Mary, that story is very sad and I feel for that mother. But, she was not one of the mothers that made a conscious decision to co-sleep with their baby – what happened to her was because of an unforeseen situation and a last minute decision. She had not planned on co-sleeping or arranged her bed in such a way that was practical for co-sleeping. Mothers who intentionally co-sleep do so after thought and planning. They usually don’t have tons of sheets and pillows or a high-up bed. It seems like the campaign is targeting parents who did not even intend to co-sleep, but makes a blanket statement about all co-sleeping parents.

Jessie on

Lorus, I agree entirely.

Mary, you neglect the fact that most SIDS deaths happen in cribs. You also neglect the fact that the mother was cosleeping improperly, which was the real problem. You are no better than these scare-tactic campaigns. Mothers are going to cosleep. The majority do at one point or another. It would be better if these ads educated on SAFE cosleeping.

Jillian on

Co sleeping doesn’t prevent your chilfrom getting SIDS.

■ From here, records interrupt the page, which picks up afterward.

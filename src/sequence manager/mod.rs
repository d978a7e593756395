//! Sequence Manager Module
//!
//! Account-sequence bookkeeping for concurrent senders: a TTL cache of account
//! number / next sequence, and a fixed set of lock shards that serializes
//! submissions per sending address.

pub mod account_cache;
pub mod sharded_lock;

// Re-exports for convenience
pub use account_cache::{AccountSequenceCache, AccountState, DEFAULT_CACHE_TTL};
pub use sharded_lock::{fnv1a_32, ShardGuard, ShardedLocker, DEFAULT_SHARD_COUNT};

Amandamay, You said,”The rate is much less than SIDS in a crib.” Where did you get your facts? In fact, 50% of them occur while co-sleeping.

A 2010 study looked at 554 autopsies of infants in North Carolina that listed SIDS as the cause of death and suggested that many of these deaths may have been due to accidental suffocation. The study found that 69% of autopsies listed other possible risk factors that could lead to death such us unsafe bedding or sleeping with adults.